Berlin’s neighbourhoods could not be more different from one another – sometimes a whole new world is just a few U-Bahn stations away. Every district has a unique personality, and it’s well worth exploring them all.
Don’t know where to start? Take the scenic route through Berlin with us as we tour some of the city’s prettiest neighbourhoods.
Bergmannkiez
Bergmannkiez has always been considered cleaner and more bourgeois than the area around Kotti, Görli, and Schlesi, and many Berliners (rightly) consider Bergmannstraße the epitome of gentrification.
The streets are neat and bursting with interesting shops and restaurants. At Kellerbar Ernst, the bartenders mix a particularly tasty whiskey sour, and Sushi Cube on Zossener Straße serves quality sushi at a good price.
At Weilensee, you can buy handmade picture frames, and at Ararat, anything to do with paper. On the quieter half of Bergmannstraße, you will find one of Berlin’s enchanting cemeteries, the Dreifaltigkeit cemetery, which is home to grandiose mausoleums of wealthy Berlin families, as well as the grave of famous composer Felix Mendelssohn Bartholdy.
- Weilensee Bergmannstr. 9
- Ararat Bergmannstr. 99A
- Ernst Bar Solmsstr. 29
- Sushi Cube Zossener Str. 18
Wrangelkiez
Wrangelkiez is romanticised by tourists from all over the world for its multicultural charm, loose drug policy, and historic buildings. But while it may host a fair number of tourists, its neighbourhood haunts are also beloved among locals.
Sumak, for example, serves the city’s most delicious menemen (Turkish scrambled eggs). The vintage store Pink Cadillac is a bit of a hidden gem, and it boasts a unique selection of second-hand and fetish wear.
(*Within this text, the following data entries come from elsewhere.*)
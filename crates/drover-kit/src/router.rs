//! Constraint-driven model resolution.
//!
//! The router filters the available [`ModelRecord`]s against the policy
//! constraints (tool support, vision, cost ceiling) and then honors the
//! preferred-model list in order, falling back to the first candidate.

use drover_domain::{Error, Result};

use crate::types::ModelRecord;

#[derive(Debug, Clone, Default)]
pub struct ModelConstraints {
    pub require_tools: bool,
    pub require_vision: bool,
    /// Ceiling on input cost per million tokens. Records with unknown cost
    /// pass the filter.
    pub max_cost_usd: Option<f64>,
}

#[derive(Debug, Clone, Default)]
pub struct ResolutionRequest {
    pub constraints: ModelConstraints,
    pub preferred_models: Vec<String>,
}

#[derive(Debug, Clone, Default)]
pub struct ModelRouter;

impl ModelRouter {
    pub fn new() -> Self {
        Self
    }

    /// Pick the model for a turn. Errors when no record satisfies the
    /// constraints.
    pub fn resolve(
        &self,
        records: &[ModelRecord],
        req: &ResolutionRequest,
    ) -> Result<ModelRecord> {
        let candidates: Vec<&ModelRecord> = records
            .iter()
            .filter(|r| Self::satisfies(r, &req.constraints))
            .collect();

        if candidates.is_empty() {
            return Err(Error::NotFound(
                "no model satisfies the policy constraints".into(),
            ));
        }

        for preferred in &req.preferred_models {
            if let Some(hit) = candidates
                .iter()
                .find(|r| &r.id == preferred || &r.provider_model_id == preferred)
            {
                return Ok((*hit).clone());
            }
        }

        Ok(candidates[0].clone())
    }

    fn satisfies(record: &ModelRecord, constraints: &ModelConstraints) -> bool {
        if constraints.require_tools && !record.supports_tools {
            return false;
        }
        if constraints.require_vision && !record.supports_vision {
            return false;
        }
        if let (Some(ceiling), Some(cost)) = (constraints.max_cost_usd, record.input_cost_per_mtok)
        {
            if cost > ceiling {
                return false;
            }
        }
        true
    }
}

#[cfg(test)]
mod tests {
    use super::*;

    fn record(id: &str, tools: bool, vision: bool, cost: Option<f64>) -> ModelRecord {
        ModelRecord {
            id: format!("test/{id}"),
            provider: "test".into(),
            provider_model_id: id.into(),
            supports_tools: tools,
            supports_vision: vision,
            input_cost_per_mtok: cost,
            output_cost_per_mtok: cost,
        }
    }

    #[test]
    fn filters_on_capabilities() {
        let records = vec![record("a", false, false, None), record("b", true, true, None)];
        let req = ResolutionRequest {
            constraints: ModelConstraints {
                require_tools: true,
                ..Default::default()
            },
            preferred_models: vec![],
        };
        let resolved = ModelRouter::new().resolve(&records, &req).unwrap();
        assert_eq!(resolved.provider_model_id, "b");
    }

    #[test]
    fn prefers_listed_models_in_order() {
        let records = vec![
            record("a", true, false, None),
            record("b", true, false, None),
            record("c", true, false, None),
        ];
        let req = ResolutionRequest {
            constraints: ModelConstraints::default(),
            preferred_models: vec!["missing".into(), "c".into(), "b".into()],
        };
        let resolved = ModelRouter::new().resolve(&records, &req).unwrap();
        assert_eq!(resolved.provider_model_id, "c");
    }

    #[test]
    fn cost_ceiling_excludes_expensive_models() {
        let records = vec![record("cheap", true, false, Some(0.5)), record("pricey", true, false, Some(30.0))];
        let req = ResolutionRequest {
            constraints: ModelConstraints {
                max_cost_usd: Some(5.0),
                ..Default::default()
            },
            preferred_models: vec!["pricey".into()],
        };
        let resolved = ModelRouter::new().resolve(&records, &req).unwrap();
        assert_eq!(resolved.provider_model_id, "cheap");
    }

    #[test]
    fn errors_when_nothing_qualifies() {
        let records = vec![record("a", false, false, None)];
        let req = ResolutionRequest {
            constraints: ModelConstraints {
                require_vision: true,
                ..Default::default()
            },
            preferred_models: vec![],
        };
        assert!(ModelRouter::new().resolve(&records, &req).is_err());
    }
}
And though the traditional ice cream parlour Aldemir Eis is always busy, the long wait becomes worth it the moment you finally get your hands on a warm cheesecake ball on your merry way to enjoy the sunset at Görli.
- Sumak Oppelner Str. 9
- Pink Cadillac Wrangelstr. 55
- Aledmir Falckensteinstr. 7
Kollwitzkiez
This lovely corner in Prenzlauer Berg is named after Käthe Kollwitz, a renowned painter and sculptor who lived in Berlin from 1891-1943. Kollwitzkiez hosts several markets, but the most famous is a weekly eco-market that brings together over 40 farmers and entrepreneurs from Berlin and Brandenburg.
Every Thursday, year-round, you will find delicious regional foods, organic produce, flowers and homemade clothing. When the weather is good, you’ll often find people playing music and dancing here. In addition to the great markets, the Kollwitzkiez has a huge selection of restaurants and laid-back bars.
- Kollwitzkiez Prenzlauer Berg, U-Bahnhöfe Senefelderplatz und Eberswalder Straße (U2), Tramlinien M2 und M10
- Wochenmärkte am Kollwitzplatz Kollwitzstr., Prenzlauer Berg, Thu + Sat
Schillerkiez
Schillerkiez is a small idyll between Hermannstraße and Tempelhofer Feld, where buildings designed by Bruno Taut as well as magnificent Wilhelminian architecture in pastel shades line the streets.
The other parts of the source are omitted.